//! Test fixtures for warehouse session tests
//!
//! Rows shaped like the answers of the staging-layer quality queries.

use shopqa_core::{Row, SqlValue};

/// Answer of the customer completeness query
pub fn customer_completeness_row(total: i64, with_email: i64) -> Row {
    Row::from_pairs([
        ("TOTAL_ROWS", SqlValue::Int(total)),
        ("NON_NULL_CUSTOMER_ID", SqlValue::Int(total)),
        ("NON_NULL_EMAIL", SqlValue::Int(with_email)),
        ("EMAIL_COMPLETENESS", SqlValue::Float(with_email as f64 / total as f64)),
    ])
}

/// Answer of the order validity query
pub fn order_validity_row(total: i64, negative: i64, invalid_status: i64) -> Row {
    Row::from_pairs([
        ("TOTAL_ORDERS", SqlValue::Int(total)),
        ("NEGATIVE_AMOUNTS", SqlValue::Int(negative)),
        ("INVALID_STATUSES", SqlValue::Int(invalid_status)),
    ])
}

/// A small slice of raw customer rows, one with a missing email
pub fn customer_rows() -> (Vec<String>, Vec<Vec<Option<String>>>) {
    let columns = ["customer_id", "email", "country"]
        .iter()
        .map(|c| c.to_string())
        .collect();
    let rows = vec![
        vec![Some("CUST000001".into()), Some("ava.smith@example.com".into()), Some("US".into())],
        vec![Some("CUST000002".into()), None, Some("DE".into())],
        vec![Some("CUST000003".into()), Some("o'neil@example.com".into()), Some("FR".into())],
    ];
    (columns, rows)
}
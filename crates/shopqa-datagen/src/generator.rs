//! Seeded dataset generator
//!
//! One `StdRng` stream drives customers, then orders, then events, so the
//! output depends only on the configuration. Wall-clock time is never read:
//! every timestamp is an offset back from `reference_time`.

use crate::records::{Customer, Event, Order};
use crate::vocab;
use crate::{CUSTOMERS_FILE, EVENTS_FILE, ORDERS_FILE};
use chrono::{Duration, NaiveDateTime};
use rand::rngs::StdRng;
use rand::seq::SliceRandom;
use rand::{Rng, SeedableRng};
use serde::Serialize;
use sha2::{Digest, Sha256};
use shopqa_core::GeneratorConfig;
use std::path::{Path, PathBuf};

/// Errors raised while generating or writing datasets
#[derive(Debug, thiserror::Error)]
pub enum GenerateError {
    #[error("Invalid generator configuration: {0}")]
    InvalidConfig(String),

    #[error("IO error: {0}")]
    Io(#[from] std::io::Error),

    #[error("CSV error: {0}")]
    Csv(#[from] csv::Error),
}

/// What was written for one file
#[derive(Debug, Clone, PartialEq, Serialize)]
pub struct FileSummary {
    pub file: String,
    pub path: PathBuf,

    /// Rows written, duplicates included
    pub rows: usize,

    /// Rows appended as exact copies of base rows
    pub duplicates: usize,

    /// SHA-256 of the file bytes, hex encoded
    pub sha256: String,
}

/// Result of [`Generator::write_all`]
#[derive(Debug, Clone, PartialEq, Serialize)]
pub struct GenerationSummary {
    pub seed: u64,
    pub files: Vec<FileSummary>,
}

impl GenerationSummary {
    pub fn file(&self, name: &str) -> Option<&FileSummary> {
        self.files.iter().find(|f| f.file == name)
    }

    pub fn total_rows(&self) -> usize {
        self.files.iter().map(|f| f.rows).sum()
    }
}

/// Generates the three datasets from one configuration
pub struct Generator {
    config: GeneratorConfig,
    rng: StdRng,
    reference: NaiveDateTime,
}

impl Generator {
    /// Create a generator, rejecting rates outside `[0, 1]`
    pub fn new(config: GeneratorConfig) -> Result<Self, GenerateError> {
        let rates = [
            ("null_rate", config.null_rate),
            ("duplicate_rate", config.duplicate_rate),
            ("invalid_rate", config.invalid_rate),
            ("negative_amount_rate", config.negative_amount_rate),
        ];
        for (name, rate) in rates {
            if !(0.0..=1.0).contains(&rate) {
                return Err(GenerateError::InvalidConfig(format!(
                    "{} must be within [0, 1], got {}",
                    name, rate
                )));
            }
        }

        Ok(Self {
            rng: StdRng::seed_from_u64(config.seed),
            reference: config.reference_time.naive_utc(),
            config,
        })
    }

    /// Base customers followed by injected duplicates
    pub fn customers(&mut self) -> Vec<Customer> {
        let mut customers = Vec::with_capacity(self.config.customers);
        for i in 1..=self.config.customers {
            let first = pick(&mut self.rng, &vocab::FIRST_NAMES);
            let last = pick(&mut self.rng, &vocab::LAST_NAMES);
            let domain = pick(&mut self.rng, &vocab::EMAIL_DOMAINS);
            let (country, city) = *vocab::LOCATIONS
                .choose(&mut self.rng)
                .unwrap_or(&("US", "Portland"));

            let email = format!("{}.{}{}@{}", first, last, i, domain).to_lowercase();
            let age_days = self.rng.gen_range(18 * 365..=80 * 365);
            let date_of_birth = (self.reference - Duration::days(age_days)).date();

            customers.push(Customer {
                customer_id: format!("CUST{:06}", i),
                email: self.nullable(email),
                first_name: self.nullable(first.to_string()),
                last_name: self.nullable(last.to_string()),
                date_of_birth: self.nullable(date_of_birth),
                country: country.to_string(),
                city: city.to_string(),
                signup_date: self.within(Duration::days(3 * 365)),
                customer_segment: pick(&mut self.rng, &vocab::CUSTOMER_SEGMENTS).to_string(),
                loaded_at: self.reference,
            });
        }

        self.append_duplicates(&mut customers);
        customers
    }

    /// Base orders followed by injected duplicates
    ///
    /// Customer references are drawn from the base customer identifiers.
    pub fn orders(&mut self) -> Vec<Order> {
        let mut orders = Vec::with_capacity(self.config.orders);
        for i in 1..=self.config.orders {
            let customer_id = self.customer_ref();

            let mut amount = cents(self.rng.gen_range(10.0..=500.0));
            if self.rng.gen::<f64>() < self.config.negative_amount_rate {
                amount = -amount;
            }

            let order_status = self.category(&vocab::ORDER_STATUSES, &vocab::INVALID_ORDER_STATUSES);
            let order_date = self.within(Duration::days(365));
            let customer_id = customer_id.and_then(|id| self.nullable(id));
            let total_amount = self.nullable(amount);
            let payment_method = pick(&mut self.rng, &vocab::PAYMENT_METHODS).to_string();
            let shipping_cost = cents(self.rng.gen_range(0.0..=20.0));
            let discount_amount = if self.rng.gen::<f64>() < 0.3 {
                cents(self.rng.gen_range(0.0..=50.0))
            } else {
                0.0
            };

            orders.push(Order {
                order_id: format!("ORD{:08}", i),
                customer_id,
                order_date,
                order_status,
                total_amount,
                payment_method,
                shipping_cost,
                discount_amount,
                loaded_at: self.reference,
            });
        }

        self.append_duplicates(&mut orders);
        orders
    }

    /// Base events followed by injected duplicates
    pub fn events(&mut self) -> Vec<Event> {
        let mut events = Vec::with_capacity(self.config.events);
        for i in 1..=self.config.events {
            let customer_id = self.customer_ref();
            let event_type = self.category(&vocab::EVENT_TYPES, &vocab::INVALID_EVENT_TYPES);
            let event_timestamp = self.within(Duration::days(30));
            let page_url = format!("/page/{}", self.rng.gen_range(1..=vocab::PAGE_COUNT));
            let product_id = if self.rng.gen::<f64>() < 0.3 {
                None
            } else {
                Some(format!("PROD{:04}", self.rng.gen_range(1..=vocab::PRODUCT_COUNT)))
            };
            let session_id = format!("SESS{:06}", self.rng.gen_range(1..=vocab::SESSION_COUNT));
            let device_type = pick(&mut self.rng, &vocab::DEVICE_TYPES).to_string();
            let customer_id = customer_id.and_then(|id| self.nullable(id));

            events.push(Event {
                event_id: format!("EVT{:010}", i),
                customer_id,
                event_type,
                event_timestamp,
                page_url,
                product_id,
                session_id,
                device_type,
                loaded_at: self.reference,
            });
        }

        self.append_duplicates(&mut events);
        events
    }

    /// Generate all three datasets into `dir`, creating it if needed
    pub fn write_all(&mut self, dir: &Path) -> Result<GenerationSummary, GenerateError> {
        std::fs::create_dir_all(dir)?;

        let customers = self.customers();
        let orders = self.orders();
        let events = self.events();

        let files = vec![
            write_csv(dir, CUSTOMERS_FILE, &Customer::HEADERS, &customers, self.duplicates_for(self.config.customers))?,
            write_csv(dir, ORDERS_FILE, &Order::HEADERS, &orders, self.duplicates_for(self.config.orders))?,
            write_csv(dir, EVENTS_FILE, &Event::HEADERS, &events, self.duplicates_for(self.config.events))?,
        ];

        Ok(GenerationSummary {
            seed: self.config.seed,
            files,
        })
    }

    /// `floor(base · duplicate_rate)`
    pub fn duplicates_for(&self, base: usize) -> usize {
        (base as f64 * self.config.duplicate_rate).floor() as usize
    }

    fn append_duplicates<T: Clone>(&mut self, rows: &mut Vec<T>) {
        let base = rows.len();
        if base == 0 {
            return;
        }
        // Sampled with replacement: a base row may be copied more than once
        for _ in 0..self.duplicates_for(base) {
            let idx = self.rng.gen_range(0..base);
            rows.push(rows[idx].clone());
        }
    }

    fn nullable<T>(&mut self, value: T) -> Option<T> {
        if self.rng.gen::<f64>() < self.config.null_rate {
            None
        } else {
            Some(value)
        }
    }

    fn category(&mut self, valid: &[&str], invalid: &[&str]) -> String {
        let pool = if self.rng.gen::<f64>() < self.config.invalid_rate {
            invalid
        } else {
            valid
        };
        pick(&mut self.rng, pool).to_string()
    }

    fn customer_ref(&mut self) -> Option<String> {
        if self.config.customers == 0 {
            return None;
        }
        Some(format!("CUST{:06}", self.rng.gen_range(1..=self.config.customers)))
    }

    /// A whole-second instant in `(reference - span, reference]`
    fn within(&mut self, span: Duration) -> NaiveDateTime {
        let secs = self.rng.gen_range(0..span.num_seconds().max(1));
        self.reference - Duration::seconds(secs)
    }
}

fn pick<'a>(rng: &mut StdRng, pool: &[&'a str]) -> &'a str {
    pool.choose(rng).copied().unwrap_or_default()
}

fn cents(value: f64) -> f64 {
    (value * 100.0).round() / 100.0
}

/// The header row is written even when there are no rows
fn write_csv<T: Serialize>(
    dir: &Path,
    file: &str,
    headers: &[&str],
    rows: &[T],
    duplicates: usize,
) -> Result<FileSummary, GenerateError> {
    let mut writer = csv::WriterBuilder::new()
        .has_headers(false)
        .from_writer(Vec::new());
    writer.write_record(headers)?;
    for row in rows {
        writer.serialize(row)?;
    }
    let bytes = writer.into_inner().map_err(|e| GenerateError::Io(e.into_error()))?;

    let path = dir.join(file);
    std::fs::write(&path, &bytes)?;

    let summary = FileSummary {
        file: file.to_string(),
        path,
        rows: rows.len(),
        duplicates,
        sha256: hex::encode(Sha256::digest(&bytes)),
    };
    tracing::info!(file, rows = summary.rows, duplicates, "wrote dataset");
    Ok(summary)
}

# The problem:
Pull every line holding "first" out of the records.

# Your response:
            let first = pick(&mut self.rng, &vocab::FIRST_NAMES);
            let email = format!("{}.{}{}@{}", first, last, i, domain).to_lowercase();
                first_name: self.nullable(first.to_string()),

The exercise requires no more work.